The Medical Garden, Inc. also reserves the right to disclose user information when required by law or to comply with a legal process served on The Medical Garden, Inc., or to protect and defend the rights or property of The Medical Garden, Inc. network of sites, or visitors to The Medical Garden, Inc.

"Premium Members" subscription service fees are non-refundable, even if a user's account is banned from accessing the forum due to violation of any the above rules or any guidelines in the Terms of Service. 

If you agree to our Acceptable Use Policy above feel free to continue. However, if you do not agree with any of our policies please do not join our community.
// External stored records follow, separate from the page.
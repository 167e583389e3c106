//! Per-tenant configuration.

use std::path::Path;

use serde::{Deserialize, Serialize};

use crate::error::{RagError, Result};

/// The language-model backend a tenant uses.
///
/// Resolved to a concrete [`LanguageModel`](crate::llm::LanguageModel)
/// implementation once at pipeline construction, never per call.
#[derive(Debug, Clone, Copy, Serialize, Deserialize, PartialEq, Eq)]
#[serde(rename_all = "lowercase")]
pub enum LmProvider {
    /// The OpenAI API (or an OpenAI-compatible server).
    OpenAi,
    /// The OpenRouter gateway.
    OpenRouter,
}

/// Per-tenant settings, loaded once from the tenant's `config.json` and
/// immutable for the lifetime of a cached pipeline instance.
///
/// A config change takes effect by invalidating the tenant so the next
/// access rebuilds from disk. Missing fields take the defaults below, so
/// a minimal config file is valid.
#[derive(Debug, Clone, Serialize, Deserialize, PartialEq)]
#[serde(default)]
pub struct TenantConfig {
    /// Which language-model backend to use.
    pub provider: LmProvider,
    /// Model name passed to the provider.
    pub model: String,
    /// Sampling temperature.
    pub temperature: f32,
    /// Maximum tokens to generate per answer.
    pub max_tokens: u32,
    /// Number of chunks to retrieve per query.
    pub top_k: usize,
    /// Minimum top retrieval score required to ground an answer, in `[0, 1]`.
    pub rag_threshold: f32,
    /// Optional system prompt override prepended to every generation call.
    pub system_prompt: Option<String>,
    /// Maximum characters per chunk at ingestion.
    pub chunk_size: usize,
    /// Overlapping characters between consecutive chunks.
    pub chunk_overlap: usize,
    /// Budget for total context text embedded in a grounded prompt.
    pub max_context_chars: usize,
}

impl Default for TenantConfig {
    fn default() -> Self {
        Self {
            provider: LmProvider::OpenRouter,
            model: "openai/gpt-4o-mini".to_string(),
            temperature: 0.7,
            max_tokens: 1000,
            top_k: 3,
            rag_threshold: 0.5,
            system_prompt: None,
            chunk_size: 500,
            chunk_overlap: 50,
            max_context_chars: 6000,
        }
    }
}

impl TenantConfig {
    /// Create a new builder for constructing a [`TenantConfig`].
    pub fn builder() -> TenantConfigBuilder {
        TenantConfigBuilder::default()
    }

    /// Load and validate a config from a JSON file.
    ///
    /// # Errors
    ///
    /// Returns [`RagError::Config`] if the file is unreadable, not valid
    /// JSON, or fails validation.
    pub fn load(path: &Path) -> Result<Self> {
        let raw = std::fs::read_to_string(path).map_err(|e| {
            RagError::Config(format!("cannot read config at {}: {e}", path.display()))
        })?;
        let config: Self = serde_json::from_str(&raw).map_err(|e| {
            RagError::Config(format!("invalid config at {}: {e}", path.display()))
        })?;
        config.validate()?;
        Ok(config)
    }

    /// Write the config as pretty-printed JSON.
    ///
    /// # Errors
    ///
    /// Returns [`RagError::Config`] on serialization or write failure.
    pub fn store(&self, path: &Path) -> Result<()> {
        self.validate()?;
        let json = serde_json::to_string_pretty(self)
            .map_err(|e| RagError::Config(format!("cannot serialize config: {e}")))?;
        std::fs::write(path, json).map_err(|e| {
            RagError::Config(format!("cannot write config at {}: {e}", path.display()))
        })
    }

    /// Check internal consistency.
    ///
    /// # Errors
    ///
    /// Returns [`RagError::Config`] if:
    /// - `chunk_overlap >= chunk_size`
    /// - `top_k == 0`
    /// - `rag_threshold` is outside `[0, 1]`
    /// - `max_context_chars == 0`
    pub fn validate(&self) -> Result<()> {
        if self.chunk_overlap >= self.chunk_size {
            return Err(RagError::Config(format!(
                "chunk_overlap ({}) must be less than chunk_size ({})",
                self.chunk_overlap, self.chunk_size
            )));
        }
        if self.top_k == 0 {
            return Err(RagError::Config("top_k must be greater than zero".to_string()));
        }
        if !(0.0..=1.0).contains(&self.rag_threshold) {
            return Err(RagError::Config(format!(
                "rag_threshold ({}) must be within [0, 1]",
                self.rag_threshold
            )));
        }
        if self.max_context_chars == 0 {
            return Err(RagError::Config("max_context_chars must be greater than zero".to_string()));
        }
        Ok(())
    }
}

/// Builder for constructing a validated [`TenantConfig`].
#[derive(Debug, Clone, Default)]
pub struct TenantConfigBuilder {
    config: TenantConfig,
}

impl TenantConfigBuilder {
    /// Set the language-model backend.
    pub fn provider(mut self, provider: LmProvider) -> Self {
        self.config.provider = provider;
        self
    }

    /// Set the model name.
    pub fn model(mut self, model: impl Into<String>) -> Self {
        self.config.model = model.into();
        self
    }

    /// Set the sampling temperature.
    pub fn temperature(mut self, temperature: f32) -> Self {
        self.config.temperature = temperature;
        self
    }

    /// Set the per-answer token limit.
    pub fn max_tokens(mut self, max_tokens: u32) -> Self {
        self.config.max_tokens = max_tokens;
        self
    }

    /// Set the number of chunks retrieved per query.
    pub fn top_k(mut self, top_k: usize) -> Self {
        self.config.top_k = top_k;
        self
    }

    /// Set the relevance-gate threshold.
    pub fn rag_threshold(mut self, threshold: f32) -> Self {
        self.config.rag_threshold = threshold;
        self
    }

    /// Set the system prompt override.
    pub fn system_prompt(mut self, prompt: impl Into<String>) -> Self {
        self.config.system_prompt = Some(prompt.into());
        self
    }

    /// Set the ingestion chunk size in characters.
    pub fn chunk_size(mut self, size: usize) -> Self {
        self.config.chunk_size = size;
        self
    }

    /// Set the overlap between consecutive chunks in characters.
    pub fn chunk_overlap(mut self, overlap: usize) -> Self {
        self.config.chunk_overlap = overlap;
        self
    }

    /// Set the grounded-prompt context budget in characters.
    pub fn max_context_chars(mut self, chars: usize) -> Self {
        self.config.max_context_chars = chars;
        self
    }

    /// Build the [`TenantConfig`], validating consistency.
    ///
    /// # Errors
    ///
    /// See [`TenantConfig::validate`].
    pub fn build(self) -> Result<TenantConfig> {
        self.config.validate()?;
        Ok(self.config)
    }
}

#[cfg(test)]
mod tests {
    use super::*;

    #[test]
    fn builder_validates_overlap_against_chunk_size() {
        let err = TenantConfig::builder().chunk_size(100).chunk_overlap(100).build().unwrap_err();
        assert!(matches!(err, RagError::Config(_)));
    }

    #[test]
    fn builder_rejects_zero_top_k_and_out_of_range_threshold() {
        assert!(TenantConfig::builder().top_k(0).build().is_err());
        assert!(TenantConfig::builder().rag_threshold(1.5).build().is_err());
        assert!(TenantConfig::builder().rag_threshold(-0.1).build().is_err());
    }

    #[test]
    fn minimal_json_takes_defaults() {
        let config: TenantConfig =
            serde_json::from_str(r#"{"model": "gpt-4o", "provider": "openai"}"#).unwrap();
        assert_eq!(config.model, "gpt-4o");
        assert_eq!(config.provider, LmProvider::OpenAi);
        assert_eq!(config.top_k, TenantConfig::default().top_k);
        assert_eq!(config.rag_threshold, TenantConfig::default().rag_threshold);
    }

    #[test]
    fn store_then_load_round_trips() {
        let dir = tempfile::tempdir().unwrap();
        let path = dir.path().join("config.json");
        let config = TenantConfig::builder()
            .model("gpt-4o-mini")
            .top_k(5)
            .rag_threshold(0.4)
            .system_prompt("answer briefly")
            .build()
            .unwrap();
        config.store(&path).unwrap();
        assert_eq!(TenantConfig::load(&path).unwrap(), config);
    }

    #[test]
    fn invalid_file_is_a_config_error() {
        let dir = tempfile::tempdir().unwrap();
        let path = dir.path().join("config.json");
        std::fs::write(&path, "not json").unwrap();
        assert!(matches!(TenantConfig::load(&path), Err(RagError::Config(_))));
        assert!(matches!(
            TenantConfig::load(&dir.path().join("missing.json")),
            Err(RagError::Config(_))
        ));
    }
}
The Medical Garden, Inc. is a legal, non-profit organization trying to assist those who could use our assistance.


----------



## MRbudsmoker (Jun 30, 2007)

thats helpful mogie nice 1!!!


----------



## Roseman (Jun 30, 2007)

Mogie,
I so admire and respect you for your maturity and knowledge. You're such a great asset to Rollitup.org

I hope you can LOBBY or Persuade Rollitup to post some rules, and I vote for these for sure. They should be acceptable to all of us adults.
I get PMs from Newbies asking me about the profanity, fights, name calling and arguements. It is just not good for our community. We need to govern ourselves with love and peace and co-operation. 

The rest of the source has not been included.